When my last serious boyfriend first introduced himself to me via Twitter DM, he provided a list of links to his other social media. An Instagram profile, an alternate Twitter handle, a full name so I could Google him. “I don’t use Facebook, though,” he wrote, “because Facebook is the devil.”

He meant this in an anti-capitalist, anti-surveillance-state, anti-terrifying-algorithms sort of way, but Facebook is the devil in a different way, too. Facebook lets people linger in your life who haven’t earned the right, simply because unfriending them feels too aggressive, too unwarranted. What he did was bad, but it wasn’t UNFRIENDING-bad, you know?

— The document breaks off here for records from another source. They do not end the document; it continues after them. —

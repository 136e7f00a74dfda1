// Copyright 2026 the Stratum Authors
// SPDX-License-Identifier: Apache-2.0 OR MIT

//! Per-node invalidation and behavior flags.
//!
//! # Propagation semantics
//!
//! Cache flags travel in one direction and stop at the first node that
//! already carries them, which keeps repeated invalidation O(changed nodes):
//!
//! - **Downward**: [`NodeFlags::INVALID_CONCATENATED_MATRIX`],
//!   [`NodeFlags::INVALID_INVERTED_CONCATENATED_MATRIX`] and
//!   [`NodeFlags::INVALID_CONCATENATED_ALPHA`] are inherited values, so every
//!   descendant must recompute them.
//! - **Upward**: [`NodeFlags::INVALID_BOUNDS`] is an aggregate over the
//!   subtree, so every ancestor must re-measure.
//! - **Local**: [`NodeFlags::INVALID_MATRIX`] and
//!   [`NodeFlags::INVALID_CONTENT_BOUNDS`] only concern the node itself.
//!
//! The [`NodeFlags::DIRTY`] pair records that a node is already queued on
//! its enclosing surface; the validation pass clears it along the path to
//! the root.

use core::fmt;
use core::ops::{BitOr, BitOrAssign};

/// A typed bitset of node flags.
#[derive(Clone, Copy, PartialEq, Eq, Hash, Default)]
pub struct NodeFlags(u16);

impl NodeFlags {
    /// No flags.
    pub const EMPTY: Self = Self(0);

    /// Hit tests sample pixels instead of trusting content bounds.
    pub const PIXEL_HIT_TEST: Self = Self(0x1);
    /// Own content bounds must be re-measured.
    pub const INVALID_CONTENT_BOUNDS: Self = Self(0x2);
    /// Cumulative bounds (self + descendants) must be re-measured.
    pub const INVALID_BOUNDS: Self = Self(0x4);
    /// Local matrix must be rebuilt from scale/skew/rotation.
    pub const INVALID_MATRIX: Self = Self(0x8);
    /// Concatenated matrix must be recomputed from the parent.
    pub const INVALID_CONCATENATED_MATRIX: Self = Self(0x10);
    /// Inverse of the concatenated matrix must be recomputed.
    pub const INVALID_INVERTED_CONCATENATED_MATRIX: Self = Self(0x20);
    /// Concatenated alpha must be recomputed from the parent.
    pub const INVALID_CONCATENATED_ALPHA: Self = Self(0x40);
    /// The node renders its subtree through a retained surface.
    pub const CACHE_AS_BITMAP: Self = Self(0x80);
    /// The node's own pixels changed.
    pub const DIRTY_RENDER: Self = Self(0x100);
    /// The node's placement changed, affecting its subtree.
    pub const DIRTY_CHILDREN: Self = Self(0x200);
    /// The node itself can be returned by hit tests.
    pub const TOUCH_ENABLED: Self = Self(0x400);
    /// Hit tests may descend into the node's children.
    pub const TOUCH_CHILDREN: Self = Self(0x800);

    /// Queued for redraw for any reason.
    pub const DIRTY: Self = Self(Self::DIRTY_RENDER.0 | Self::DIRTY_CHILDREN.0);

    /// Set on a subtree whenever it is attached or detached.
    pub const DOWN_ON_ADDED_OR_REMOVED: Self = Self(
        Self::INVALID_CONCATENATED_MATRIX.0
            | Self::INVALID_INVERTED_CONCATENATED_MATRIX.0
            | Self::INVALID_CONCATENATED_ALPHA.0
            | Self::DIRTY_CHILDREN.0,
    );

    /// Initial state of a freshly created node: touchable, every cache
    /// invalid, and already considered dirty.
    pub const INIT: Self = Self(
        Self::TOUCH_ENABLED.0
            | Self::TOUCH_CHILDREN.0
            | Self::INVALID_CONTENT_BOUNDS.0
            | Self::INVALID_BOUNDS.0
            | Self::INVALID_CONCATENATED_MATRIX.0
            | Self::INVALID_INVERTED_CONCATENATED_MATRIX.0
            | Self::INVALID_CONCATENATED_ALPHA.0
            | Self::DIRTY.0,
    );

    /// Returns the raw bits.
    #[inline]
    #[must_use]
    pub const fn bits(self) -> u16 {
        self.0
    }

    /// Returns `true` if every flag in `other` is set.
    #[inline]
    #[must_use]
    pub const fn contains(self, other: Self) -> bool {
        self.0 & other.0 == other.0
    }

    /// Returns `true` if any flag in `other` is set.
    #[inline]
    #[must_use]
    pub const fn intersects(self, other: Self) -> bool {
        self.0 & other.0 != 0
    }

    /// Sets every flag in `other`.
    #[inline]
    pub fn insert(&mut self, other: Self) {
        self.0 |= other.0;
    }

    /// Clears every flag in `other`.
    #[inline]
    pub fn remove(&mut self, other: Self) {
        self.0 &= !other.0;
    }

    /// Sets or clears every flag in `other`.
    #[inline]
    pub fn set(&mut self, other: Self, value: bool) {
        if value {
            self.insert(other);
        } else {
            self.remove(other);
        }
    }
}

impl BitOr for NodeFlags {
    type Output = Self;

    #[inline]
    fn bitor(self, rhs: Self) -> Self {
        Self(self.0 | rhs.0)
    }
}

impl BitOrAssign for NodeFlags {
    #[inline]
    fn bitor_assign(&mut self, rhs: Self) {
        self.0 |= rhs.0;
    }
}

impl fmt::Debug for NodeFlags {
    fn fmt(&self, f: &mut fmt::Formatter<'_>) -> fmt::Result {
        write!(f, "NodeFlags({:#06x})", self.0)
    }
}

#[cfg(test)]
mod tests {
    use super::*;

    #[test]
    fn combinations_match_their_parts() {
        assert!(NodeFlags::DIRTY.contains(NodeFlags::DIRTY_RENDER));
        assert!(NodeFlags::DIRTY.contains(NodeFlags::DIRTY_CHILDREN));
        assert_eq!(NodeFlags::DOWN_ON_ADDED_OR_REMOVED.bits(), 0x270);
        assert!(NodeFlags::INIT.contains(NodeFlags::DIRTY));
        assert!(!NodeFlags::INIT.intersects(NodeFlags::PIXEL_HIT_TEST));
    }

    #[test]
    fn insert_and_remove_are_idempotent() {
        let mut f = NodeFlags::EMPTY;
        f.insert(NodeFlags::INVALID_BOUNDS);
        let once = f;
        f.insert(NodeFlags::INVALID_BOUNDS);
        assert_eq!(f, once);
        f.remove(NodeFlags::INVALID_BOUNDS);
        f.remove(NodeFlags::INVALID_BOUNDS);
        assert_eq!(f, NodeFlags::EMPTY);
    }
}
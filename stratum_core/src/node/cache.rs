// Copyright 2026 the Stratum Authors
// SPDX-License-Identifier: Apache-2.0 OR MIT

//! Lazily recomputed node caches.
//!
//! Each accessor checks its invalidation flag, recomputes from the parent or
//! the kind's measurement hook, stores the result and clears the flag. A
//! recomputed concatenated matrix or content extent marks the owner's render
//! region as moved so the next validation pass re-places it.

use kurbo::{Affine, Point, Rect};

use super::flags::NodeFlags;
use super::id::{INVALID, NodeId};
use super::store::SceneGraph;
use crate::matrix::try_invert;

impl SceneGraph {
    /// The node's transform in global (stage) space.
    pub fn concatenated_matrix(&mut self, id: NodeId) -> Affine {
        self.validate(id);
        self.concat_matrix(id.idx)
    }

    /// Inverse of [`concatenated_matrix`](Self::concatenated_matrix).
    ///
    /// When the concatenated matrix is singular the previously cached inverse
    /// is kept.
    pub fn inverted_concatenated_matrix(&mut self, id: NodeId) -> Affine {
        self.validate(id);
        self.inverted_concat_matrix(id.idx)
    }

    /// The node's alpha multiplied by every ancestor's.
    pub fn concatenated_alpha(&mut self, id: NodeId) -> f64 {
        self.validate(id);
        self.concat_alpha(id.idx)
    }

    /// The node's own content extent in local space.
    pub fn content_bounds(&mut self, id: NodeId) -> Rect {
        self.validate(id);
        self.own_content_bounds(id.idx)
    }

    /// The extent of the node and all its descendants in local space.
    pub fn bounds(&mut self, id: NodeId) -> Rect {
        self.validate(id);
        self.cumulative_bounds(id.idx)
    }

    /// The node's cumulative bounds expressed in `target`'s space, or in
    /// global space when `target` is `None`.
    pub fn transformed_bounds(&mut self, id: NodeId, target: Option<NodeId>) -> Rect {
        self.validate(id);
        if let Some(t) = target {
            self.validate(t);
        }
        let idx = id.idx;
        let bounds = self.cumulative_bounds(idx);
        if target == Some(id) || bounds.area() == 0.0 {
            return bounds;
        }
        let parent = self.parent[idx as usize];
        let m = match target {
            Some(t) if t.idx == parent => return self.bounds_in_parent(idx),
            Some(t) => self.inverted_concat_matrix(t.idx) * self.concat_matrix(idx),
            None => self.concat_matrix(idx),
        };
        m.transform_rect_bbox(bounds)
    }

    /// Maps a global point into the node's local space.
    pub fn global_to_local(&mut self, id: NodeId, point: Point) -> Point {
        self.validate(id);
        self.inverted_concat_matrix(id.idx) * point
    }

    /// Maps a local point into global space.
    pub fn local_to_global(&mut self, id: NodeId, point: Point) -> Point {
        self.validate(id);
        self.concat_matrix(id.idx) * point
    }

    /// Alpha the node was last validated with; what the draw pass paints
    /// with.
    #[must_use]
    pub fn render_alpha(&self, id: NodeId) -> f64 {
        self.validate(id);
        self.render_alpha[id.idx as usize]
    }

    // -- Internal accessors on raw slots --

    pub(crate) fn concat_matrix(&mut self, idx: u32) -> Affine {
        let i = idx as usize;
        if self.flags[i].contains(NodeFlags::INVALID_CONCATENATED_MATRIX) {
            let local = self.local_matrix(idx);
            let p = self.parent[i];
            let m = if p == INVALID {
                local
            } else {
                let mut m = self.concat_matrix(p) * local;
                if let Some(rect) = self.scroll_rect[i] {
                    m *= Affine::translate((-rect.x0, -rect.y0));
                }
                m
            };
            self.concatenated_matrix[i] = m;
            self.flags[i].remove(NodeFlags::INVALID_CONCATENATED_MATRIX);
            if let Some(region) = &mut self.render_region[i] {
                region.moved = true;
            }
            if let Some(s) = self.surface[i] {
                self.surface_state_mut(s).region.moved = true;
            }
        }
        self.concatenated_matrix[i]
    }

    pub(crate) fn inverted_concat_matrix(&mut self, idx: u32) -> Affine {
        let i = idx as usize;
        if self.flags[i].contains(NodeFlags::INVALID_INVERTED_CONCATENATED_MATRIX) {
            let m = self.concat_matrix(idx);
            if let Some(inv) = try_invert(m) {
                self.inverted_matrix[i] = inv;
            }
            self.flags[i].remove(NodeFlags::INVALID_INVERTED_CONCATENATED_MATRIX);
        }
        self.inverted_matrix[i]
    }

    pub(crate) fn concat_alpha(&mut self, idx: u32) -> f64 {
        let i = idx as usize;
        if self.flags[i].contains(NodeFlags::INVALID_CONCATENATED_ALPHA) {
            let p = self.parent[i];
            let alpha = if p == INVALID {
                self.alpha[i]
            } else {
                self.concat_alpha(p) * self.alpha[i]
            };
            self.concatenated_alpha[i] = alpha;
            self.flags[i].remove(NodeFlags::INVALID_CONCATENATED_ALPHA);
        }
        self.concatenated_alpha[i]
    }

    pub(crate) fn own_content_bounds(&mut self, idx: u32) -> Rect {
        let i = idx as usize;
        if self.flags[i].contains(NodeFlags::INVALID_CONTENT_BOUNDS) {
            self.content_bounds[i] = self.kind[i].measure_content_bounds();
            self.flags[i].remove(NodeFlags::INVALID_CONTENT_BOUNDS);
            if let Some(region) = &mut self.render_region[i] {
                region.moved = true;
            }
        }
        self.content_bounds[i]
    }

    pub(crate) fn cumulative_bounds(&mut self, idx: u32) -> Rect {
        let i = idx as usize;
        if self.flags[i].contains(NodeFlags::INVALID_BOUNDS) {
            let own = self.own_content_bounds(idx);
            self.bounds[i] = self.fold_child_bounds(idx, own);
            self.flags[i].remove(NodeFlags::INVALID_BOUNDS);
            if let Some(s) = self.surface[i] {
                self.surface_state_mut(s).region.moved = true;
            }
        }
        self.bounds[i]
    }

    /// Runs the kind's child-bounds hook over every child.
    fn fold_child_bounds(&mut self, idx: u32, own: Rect) -> Rect {
        let kind = self.kind[idx as usize];
        let mut bounds = own;
        let mut child = self.first_child[idx as usize];
        while child != INVALID {
            let child_bounds = self.bounds_in_parent(child);
            bounds = kind.measure_child_bounds(bounds, child_bounds);
            child = self.next_sibling[child as usize];
        }
        bounds
    }

    /// Cumulative bounds mapped through the local matrix (and scroll offset).
    pub(crate) fn bounds_in_parent(&mut self, idx: u32) -> Rect {
        let bounds = self.cumulative_bounds(idx);
        if bounds.area() == 0.0 {
            return bounds;
        }
        let mut m = self.local_matrix(idx);
        if self.parent[idx as usize] != INVALID {
            if let Some(rect) = self.scroll_rect[idx as usize] {
                m *= Affine::translate((-rect.x0, -rect.y0));
            }
        }
        m.transform_rect_bbox(bounds)
    }
}

#[cfg(test)]
mod tests {
    use alloc::vec::Vec;

    use kurbo::{Affine, Point, Rect};

    use crate::node::{Color, NodeId, NodeKind, SceneGraph, ShapeContent};

    fn shape(graph: &mut SceneGraph, parent: NodeId, w: f64, h: f64) -> NodeId {
        let id = graph.create_node(NodeKind::Shape(ShapeContent {
            width: w,
            height: h,
            color: Color::BLACK,
        }));
        graph.add_child(parent, id);
        id
    }

    /// Tiny deterministic generator for mutation sequences.
    struct Lcg(u64);

    impl Lcg {
        fn next(&mut self) -> u64 {
            self.0 = self
                .0
                .wrapping_mul(6_364_136_223_846_793_005)
                .wrapping_add(1_442_695_040_888_963_407);
            self.0 >> 33
        }

        fn unit(&mut self) -> f64 {
            (self.next() % 1000) as f64 / 1000.0
        }
    }

    fn from_scratch(graph: &mut SceneGraph, id: NodeId) -> (Affine, f64) {
        let mut chain = Vec::new();
        let mut cur = Some(id);
        while let Some(n) = cur {
            chain.push(n);
            cur = graph.parent(n);
        }
        let mut m = Affine::IDENTITY;
        let mut alpha = 1.0;
        for &n in chain.iter().rev() {
            m *= graph.matrix(n);
            alpha *= graph.alpha(n);
        }
        (m, alpha)
    }

    #[test]
    fn caches_match_a_from_scratch_walk() {
        let mut graph = SceneGraph::new();
        let stage = graph.stage();
        let a = graph.create_node(NodeKind::Group);
        graph.add_child(stage, a);
        let b = shape(&mut graph, a, 10.0, 10.0);
        let c = shape(&mut graph, b, 5.0, 5.0);
        let nodes = [a, b, c];

        let mut rng = Lcg(7);
        for step in 0..200 {
            let target = nodes[(rng.next() % 3) as usize];
            match rng.next() % 5 {
                0 => graph.set_x(target, rng.unit() * 100.0),
                1 => graph.set_scale_y(target, 0.5 + rng.unit()),
                2 => graph.set_rotation(target, rng.unit() * 360.0),
                3 => graph.set_alpha(target, rng.unit()),
                _ => graph.set_skew_x(target, rng.unit() * 20.0),
            }
            // Read back only some of the time so stale flags pile up.
            if step % 3 == 0 {
                let probe = nodes[(rng.next() % 3) as usize];
                let _ = graph.concatenated_matrix(probe);
            }
        }
        for &n in &nodes {
            let (m, alpha) = from_scratch(&mut graph, n);
            let cached = graph.concatenated_matrix(n);
            for (x, y) in cached.as_coeffs().iter().zip(m.as_coeffs()) {
                assert!((x - y).abs() < 1e-9, "{cached:?} vs {m:?}");
            }
            assert!((graph.concatenated_alpha(n) - alpha).abs() < 1e-12);
        }
    }

    #[test]
    fn cumulative_bounds_include_transformed_children() {
        let mut graph = SceneGraph::new();
        let stage = graph.stage();
        let parent = shape(&mut graph, stage, 10.0, 10.0);
        let child = shape(&mut graph, parent, 10.0, 10.0);
        graph.set_x(child, 20.0);
        graph.set_scale_y(child, 3.0);
        assert_eq!(graph.bounds(parent), Rect::new(0.0, 0.0, 30.0, 30.0));
        assert_eq!(graph.content_bounds(parent), Rect::new(0.0, 0.0, 10.0, 10.0));

        graph.set_x(child, 0.0);
        assert_eq!(
            graph.bounds(parent),
            Rect::new(0.0, 0.0, 10.0, 30.0),
            "child moves invalidate ancestor bounds"
        );
    }

    #[test]
    fn empty_children_do_not_stretch_bounds() {
        let mut graph = SceneGraph::new();
        let stage = graph.stage();
        let parent = shape(&mut graph, stage, 10.0, 10.0);
        let empty = graph.create_node(NodeKind::Group);
        graph.add_child(parent, empty);
        graph.set_x(empty, 500.0);
        assert_eq!(graph.bounds(parent), Rect::new(0.0, 0.0, 10.0, 10.0));
    }

    #[test]
    fn scroll_rect_offsets_descendants() {
        let mut graph = SceneGraph::new();
        let stage = graph.stage();
        let view = shape(&mut graph, stage, 100.0, 100.0);
        let item = shape(&mut graph, view, 10.0, 10.0);
        graph.set_x(item, 50.0);
        graph.set_scroll_rect(view, Some(Rect::new(40.0, 0.0, 90.0, 50.0)));
        let p = graph.local_to_global(item, Point::ZERO);
        assert_eq!(p, Point::new(10.0, 0.0));
        let back = graph.global_to_local(item, p);
        assert_eq!(back, Point::ZERO);
    }

    #[test]
    fn transformed_bounds_between_siblings() {
        let mut graph = SceneGraph::new();
        let stage = graph.stage();
        let a = shape(&mut graph, stage, 10.0, 10.0);
        let b = shape(&mut graph, stage, 10.0, 10.0);
        graph.set_x(a, 30.0);
        graph.set_x(b, 10.0);
        assert_eq!(
            graph.transformed_bounds(a, Some(b)),
            Rect::new(20.0, 0.0, 30.0, 10.0)
        );
        assert_eq!(
            graph.transformed_bounds(a, None),
            Rect::new(30.0, 0.0, 40.0, 10.0)
        );
        assert_eq!(
            graph.transformed_bounds(a, Some(a)),
            Rect::new(0.0, 0.0, 10.0, 10.0)
        );
    }

    #[test]
    fn singular_matrix_keeps_previous_inverse() {
        let mut graph = SceneGraph::new();
        let stage = graph.stage();
        let node = shape(&mut graph, stage, 10.0, 10.0);
        graph.set_x(node, 5.0);
        let before = graph.inverted_concatenated_matrix(node);
        graph.set_scale_x(node, 0.0);
        assert_eq!(graph.inverted_concatenated_matrix(node), before);
    }
}
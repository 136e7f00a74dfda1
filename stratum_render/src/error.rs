// Copyright 2026 the Stratum Authors
// SPDX-License-Identifier: Apache-2.0 OR MIT

//! Backend failures.

/// An error reported by a [`Canvas`](crate::Canvas) or
/// [`SurfaceFactory`](crate::SurfaceFactory).
///
/// The compositor never propagates these out of a draw pass. It falls back
/// to drawing the affected subtree straight into the enclosing surface.
#[derive(Clone, Copy, Debug, PartialEq, Eq, thiserror::Error)]
pub enum RenderError {
    /// The backend could not allocate a pixel buffer of the requested size.
    #[error("cannot allocate a {width}x{height} surface")]
    SurfaceUnavailable {
        /// Requested width in pixels.
        width: u32,
        /// Requested height in pixels.
        height: u32,
    },
    /// A zero or overflowing dimension was requested.
    #[error("invalid surface size")]
    InvalidSize,
}
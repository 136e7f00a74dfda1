// Copyright 2026 the Stratum Authors
// SPDX-License-Identifier: Apache-2.0 OR MIT

//! Appearance, masking, caching and interaction properties.

use alloc::vec;

use kurbo::Rect;

use super::flags::NodeFlags;
use super::id::{INVALID, NodeId};
use super::kind::BlendMode;
use super::store::SceneGraph;
use crate::surface::DirtyEntry;

impl SceneGraph {
    // -- Alpha and visibility --

    /// Returns the node's own alpha.
    #[must_use]
    pub fn alpha(&self, id: NodeId) -> f64 {
        self.validate(id);
        self.alpha[id.idx as usize]
    }

    /// Sets the node's alpha, clamped to `[0, 1]`.
    ///
    /// Alpha composites down the tree, so the node and every descendant are
    /// queued for repaint.
    pub fn set_alpha(&mut self, id: NodeId, alpha: f64) {
        self.validate(id);
        let alpha = if alpha.is_nan() { 0.0 } else { alpha.clamp(0.0, 1.0) };
        let i = id.idx as usize;
        if self.alpha[i] == alpha {
            return;
        }
        self.alpha[i] = alpha;
        self.propagate_flags_down(id.idx, NodeFlags::INVALID_CONCATENATED_ALPHA);
        self.invalidate(id.idx, true);
    }

    /// Returns whether the node is drawn.
    #[must_use]
    pub fn visible(&self, id: NodeId) -> bool {
        self.validate(id);
        self.visible[id.idx as usize]
    }

    /// Shows or hides the node and its subtree.
    pub fn set_visible(&mut self, id: NodeId, visible: bool) {
        self.validate(id);
        let i = id.idx as usize;
        if self.visible[i] == visible {
            return;
        }
        self.visible[i] = visible;
        self.invalidate_transform(id.idx);
    }

    /// Returns the node's blend mode.
    #[must_use]
    pub fn blend_mode(&self, id: NodeId) -> BlendMode {
        self.validate(id);
        self.blend_mode[id.idx as usize]
    }

    /// Sets how the node's subtree composites onto its surface.
    pub fn set_blend_mode(&mut self, id: NodeId, mode: BlendMode) {
        self.validate(id);
        let i = id.idx as usize;
        if self.blend_mode[i] == mode {
            return;
        }
        self.blend_mode[i] = mode;
        self.invalidate_transform(id.idx);
    }

    // -- Clipping --

    /// Returns the node's scroll rectangle, if any.
    #[must_use]
    pub fn scroll_rect(&self, id: NodeId) -> Option<Rect> {
        self.validate(id);
        self.scroll_rect[id.idx as usize]
    }

    /// Clips the node's subtree to `rect` (in local space) and scrolls its
    /// content so `rect`'s origin lands on the node's origin.
    pub fn set_scroll_rect(&mut self, id: NodeId, rect: Option<Rect>) {
        self.validate(id);
        let i = id.idx as usize;
        if self.scroll_rect[i] == rect {
            return;
        }
        self.scroll_rect[i] = rect;
        self.invalidate_position(id.idx);
    }

    /// Returns the node masking `id`, if any.
    #[must_use]
    pub fn mask(&self, id: NodeId) -> Option<NodeId> {
        self.validate(id);
        let m = self.mask[id.idx as usize];
        (m != INVALID).then(|| self.id_at(m))
    }

    /// Returns the node that `id` masks, if any.
    #[must_use]
    pub fn masked_object(&self, id: NodeId) -> Option<NodeId> {
        self.validate(id);
        let t = self.masked_object[id.idx as usize];
        (t != INVALID).then(|| self.id_at(t))
    }

    /// Masks `target` with `mask`, or clears its mask.
    ///
    /// A node masks at most one target: if `mask` already masks another
    /// node, that node loses its mask first. A node cannot mask itself, and
    /// reassigning the current mask does nothing. Mask nodes are not drawn
    /// in their own right.
    ///
    /// A mask that reaches `target` through its children or its own mask
    /// chain is refused and the graph is left unchanged.
    pub fn set_mask(&mut self, target: NodeId, mask: Option<NodeId>) {
        self.validate(target);
        if let Some(m) = mask {
            self.validate(m);
            if m == target {
                return;
            }
            if self.reaches(m.idx, target.idx) {
                tracing::warn!(?target, mask = ?m, "refusing mask that would contain its target");
                return;
            }
        }
        let t = target.idx;
        let new = mask.map_or(INVALID, |m| m.idx);
        let old = self.mask[t as usize];
        if old == new {
            return;
        }

        if new != INVALID {
            let previous = self.masked_object[new as usize];
            if previous != INVALID {
                self.mask[previous as usize] = INVALID;
                self.invalidate_transform(previous);
            }
            self.masked_object[new as usize] = t;
            self.invalidate_transform(new);
        }
        if old != INVALID {
            self.masked_object[old as usize] = INVALID;
            self.invalidate_transform(old);
        }
        self.mask[t as usize] = new;
        self.invalidate_transform(t);
    }

    /// Whether `target` is `from`, or lies under it through child or mask
    /// links.
    fn reaches(&self, from: u32, target: u32) -> bool {
        let mut seen = vec![false; self.mask.len()];
        let mut pending = vec![from];
        while let Some(idx) = pending.pop() {
            if idx == target {
                return true;
            }
            if core::mem::replace(&mut seen[idx as usize], true) {
                continue;
            }
            let m = self.mask[idx as usize];
            if m != INVALID {
                pending.push(m);
            }
            let mut child = self.first_child[idx as usize];
            while child != INVALID {
                pending.push(child);
                child = self.next_sibling[child as usize];
            }
        }
        false
    }

    // -- Bitmap caching --

    /// Returns whether the node renders its subtree through a retained
    /// surface.
    #[must_use]
    pub fn cache_as_bitmap(&self, id: NodeId) -> bool {
        self.validate(id);
        self.flags[id.idx as usize].contains(NodeFlags::CACHE_AS_BITMAP)
    }

    /// Enables or disables a retained surface for the node's subtree.
    ///
    /// Enabling acquires a surface state from the pool; disabling returns it.
    /// Either way descendants are re-homed onto whichever surface now draws
    /// them. Ignored for the stage, which always owns a surface.
    pub fn set_cache_as_bitmap(&mut self, id: NodeId, value: bool) {
        self.validate(id);
        if id == self.stage {
            return;
        }
        let idx = id.idx;
        let i = idx as usize;
        self.flags[i].set(NodeFlags::CACHE_AS_BITMAP, value);
        if self.surface[i].is_some() == value {
            return;
        }
        if value {
            let surface = self.acquire_surface(idx, false);
            self.surface[i] = Some(surface);
            if let Some(parent) = self.parent_surface[i] {
                self.mark_dirty(parent, DirtyEntry::Surface(surface.idx));
            }
        } else if let Some(surface) = self.surface[i].take() {
            self.release_surface(surface);
        }
        self.cache_as_bitmap_changed(idx);
    }

    fn cache_as_bitmap_changed(&mut self, idx: u32) {
        let cache = self.enclosing_surface(idx);
        if let Some(cache) = cache {
            if self.render_region[idx as usize].is_some() {
                self.mark_dirty(cache, DirtyEntry::Node(idx));
            }
        }
        let mut child = self.first_child[idx as usize];
        while child != INVALID {
            self.assign_parent_surface(child, cache, cache);
            child = self.next_sibling[child as usize];
        }
    }

    // -- Interaction --

    /// Returns whether the node itself can be hit.
    #[must_use]
    pub fn touch_enabled(&self, id: NodeId) -> bool {
        self.validate(id);
        self.flags[id.idx as usize].contains(NodeFlags::TOUCH_ENABLED)
    }

    /// Sets whether the node itself can be hit.
    pub fn set_touch_enabled(&mut self, id: NodeId, value: bool) {
        self.validate(id);
        self.flags[id.idx as usize].set(NodeFlags::TOUCH_ENABLED, value);
    }

    /// Returns whether hit-testing descends into the node's children.
    #[must_use]
    pub fn touch_children(&self, id: NodeId) -> bool {
        self.validate(id);
        self.flags[id.idx as usize].contains(NodeFlags::TOUCH_CHILDREN)
    }

    /// Sets whether hit-testing descends into the node's children.
    pub fn set_touch_children(&mut self, id: NodeId, value: bool) {
        self.validate(id);
        self.flags[id.idx as usize].set(NodeFlags::TOUCH_CHILDREN, value);
    }

    /// Returns whether hits on the node require an opaque pixel.
    #[must_use]
    pub fn pixel_hit_test(&self, id: NodeId) -> bool {
        self.validate(id);
        self.flags[id.idx as usize].contains(NodeFlags::PIXEL_HIT_TEST)
    }

    /// Sets whether hits on the node require an opaque pixel.
    pub fn set_pixel_hit_test(&mut self, id: NodeId, value: bool) {
        self.validate(id);
        self.flags[id.idx as usize].set(NodeFlags::PIXEL_HIT_TEST, value);
    }
}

What he did actually was unfriending-bad, though, in that he ended our relationship suddenly and unceremoniously, after reassuring me for four months that he had no intention of doing this. But as he didn’t have Facebook, I never had the chance to unfriend him. I had to settle for deleting the messaging app I’d used to communicate with him and unfollowing him on Twitter. (What he did was unfollowing-bad, but it wasn’t blocking-bad, you know?)

What’s nice about his Facebooklessness is that there wasn’t much damage to undo when things went sour. No unfriending to attend to, no photos to untag myself from, no relationship status boxes to uncheck, no mutual friends to bicker over. He never got entrenched in my digital life, so when he left my physical life, he dissolved from the digital, too, like a ghost. Poof. Pow. Wow. And that was all.